Your goal: Nothing but the lines from the one containing "let hit_x = reflect(&mut" to the end of the data should be returned, each exactly as written.

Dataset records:
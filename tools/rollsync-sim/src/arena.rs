//! Arena: a small deterministic simulation for exercising the protocol
//!
//! Each player steers a puck around a walled arena. Pucks bounce off the
//! walls and off each other, so one wrong input anywhere changes every
//! later state. The whole world is a `Pod` struct saved with `bytemuck`.

use bytemuck::{Pod, Zeroable};
use rollsync_core::{
    FrameInputs, IntroTimer, Presentation, Simulation, SimulationError, StateBlob,
};
use rollsync_shared::PlayerId;

pub const MAX_PUCKS: usize = 8;

/// Half extent of the arena in fixed-point units
const ARENA_HALF: i32 = 64_000;
const PUCK_RADIUS: i32 = 1_500;
const MAX_SPEED: i32 = 900;
const BOOST_BUTTON: u32 = 1;

#[repr(C)]
#[derive(Clone, Copy, Debug, Default, PartialEq, Eq, Pod, Zeroable)]
pub struct Puck {
    pub x: i32,
    pub y: i32,
    pub vx: i32,
    pub vy: i32,
    pub bounces: u32,
    pub active: u32,
}

#[repr(C)]
#[derive(Clone, Copy, Debug, Default, PartialEq, Eq, Pod, Zeroable)]
pub struct ArenaWorld {
    pub tick: u32,
    pub seed: u32,
    pub pucks: [Puck; MAX_PUCKS],
}

#[derive(Debug, Default)]
pub struct ArenaSim {
    world: ArenaWorld,
    intro_frames: u32,
    /// Inject a one-off corruption at this tick
    diverge_at: Option<u32>,
    /// Ticks presented with visuals on
    pub visible_ticks: u64,
}

impl ArenaSim {
    pub fn new(intro_frames: u32, diverge_at: Option<u32>) -> Self {
        Self {
            intro_frames,
            diverge_at,
            ..Self::default()
        }
    }

    /// Reset the arena for a stage. Spawn points derive from the stage seed.
    pub fn load_stage(&mut self, seed: u64) {
        let seed = (seed ^ (seed >> 32)) as u32;
        let mut world = ArenaWorld {
            tick: 0,
            seed,
            ..ArenaWorld::default()
        };
        for (slot, puck) in world.pucks.iter_mut().enumerate() {
            let angle = (slot as i32 * 45 + (seed % 45) as i32) % 360;
            let (sx, sy) = spawn_offset(angle);
            puck.x = sx;
            puck.y = sy;
        }
        self.world = world;
    }

    pub fn world(&self) -> &ArenaWorld {
        &self.world
    }

    fn slot(player: PlayerId) -> usize {
        usize::from(player.0) % MAX_PUCKS
    }

    fn collide(&mut self) {
        let pucks = &mut self.world.pucks;
        for a in 0..MAX_PUCKS {
            for b in (a + 1)..MAX_PUCKS {
                if pucks[a].active == 0 || pucks[b].active == 0 {
                    continue;
                }
                let dx = pucks[b].x - pucks[a].x;
                let dy = pucks[b].y - pucks[a].y;
                let reach = 2 * PUCK_RADIUS;
                if dx.abs() < reach && dy.abs() < reach {
                    let (va, vb) = ((pucks[a].vx, pucks[a].vy), (pucks[b].vx, pucks[b].vy));
                    pucks[a].vx = vb.0;
                    pucks[a].vy = vb.1;
                    pucks[b].vx = va.0;
                    pucks[b].vy = va.1;
                    pucks[a].bounces += 1;
                    pucks[b].bounces += 1;
                }
            }
        }
    }
}

/// Integer-only spawn ring (coarse octants, no floats in the state path)
fn spawn_offset(angle: i32) -> (i32, i32) {
    const RING: i32 = ARENA_HALF / 2;
    match angle / 45 {
        0 => (RING, 0),
        1 => (RING * 7 / 10, RING * 7 / 10),
        2 => (0, RING),
        3 => (-RING * 7 / 10, RING * 7 / 10),
        4 => (-RING, 0),
        5 => (-RING * 7 / 10, -RING * 7 / 10),
        6 => (0, -RING),
        _ => (RING * 7 / 10, -RING * 7 / 10),
    }
}

fn reflect(position: &mut i32, velocity: &mut i32) -> bool {
    let limit = ARENA_HALF - PUCK_RADIUS;
    if *position > limit {
        *position = 2 * limit - *position;
        *velocity = -*velocity;
        true
    } else if *position < -limit {
        *position = -2 * limit - *position;
        *velocity = -*velocity;
        true
    } else {
        false
    }
}

impl Simulation for ArenaSim {
    fn save_state(&self) -> Result<StateBlob, SimulationError> {
        Ok(StateBlob::new(bytemuck::bytes_of(&self.world).to_vec()))
    }

    fn load_state(&mut self, state: &StateBlob) -> Result<(), SimulationError> {
        if !state.verify() {
            return Err(SimulationError::ChecksumMismatch {
                expected: state.checksum,
                actual: StateBlob::compute_checksum(&state.data),
            });
        }
        self.world = bytemuck::try_pod_read_unaligned::<ArenaWorld>(&state.data)
            .map_err(|e| SimulationError::Load(e.to_string()))?;
        Ok(())
    }

    fn advance_frame(&mut self, inputs: &FrameInputs, presentation: Presentation) {
        self.world.tick += 1;
        let frozen = self.intro().is_some();

        for puck in self.world.pucks.iter_mut() {
            puck.active = 0;
        }
        for (player, input) in inputs.iter() {
            let puck = &mut self.world.pucks[Self::slot(player)];
            puck.active = 1;
            if frozen {
                continue;
            }
            let thrust = if input.buttons & BOOST_BUTTON != 0 { 24 } else { 12 };
            puck.vx = (puck.vx * 31 / 32 + i32::from(input.x) * thrust / 8)
                .clamp(-MAX_SPEED, MAX_SPEED);
            puck.vy = (puck.vy * 31 / 32 + i32::from(input.y) * thrust / 8)
                .clamp(-MAX_SPEED, MAX_SPEED);
        }

        for puck in self.world.pucks.iter_mut().filter(|p| p.active != 0) {
            puck.x += puck.vx;
            puck.y += puck.vy;
            let hit_x = reflect(&mut puck.x, &mut puck.vx);
            let hit_y = reflect(&mut puck.y, &mut puck.vy);
            if hit_x || hit_y {
                puck.bounces += 1;
            }
        }
        self.collide();

        if self.diverge_at == Some(self.world.tick) {
            self.diverge_at = None;
            self.world.pucks[0].x ^= 0x55;
        }
        if presentation == Presentation::Visible {
            self.visible_ticks += 1;
        }
    }

    fn hash(&self) -> u32 {
        xxhash_rust::xxh3::xxh3_64(bytemuck::bytes_of(&self.world)) as u32
    }

    fn intro(&self) -> Option<IntroTimer> {
        (self.intro_frames > self.world.tick).then(|| IntroTimer {
            remaining: self.intro_frames - self.world.tick,
            total: self.intro_frames,
        })
    }
}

Answer to the exercise:
            let hit_x = reflect(&mut puck.x, &mut puck.vx);
            let hit_y = reflect(&mut puck.y, &mut puck.vy);
            if hit_x || hit_y {
                puck.bounces += 1;
            }
        }
        self.collide();

        if self.diverge_at == Some(self.world.tick) {
            self.diverge_at = None;
            self.world.pucks[0].x ^= 0x55;
        }
        if presentation == Presentation::Visible {
            self.visible_ticks += 1;
        }
    }

    fn hash(&self) -> u32 {
        xxhash_rust::xxh3::xxh3_64(bytemuck::bytes_of(&self.world)) as u32
    }

    fn intro(&self) -> Option<IntroTimer> {
        (self.intro_frames > self.world.tick).then(|| IntroTimer {
            remaining: self.intro_frames - self.world.tick,
            total: self.intro_frames,
        })
    }
}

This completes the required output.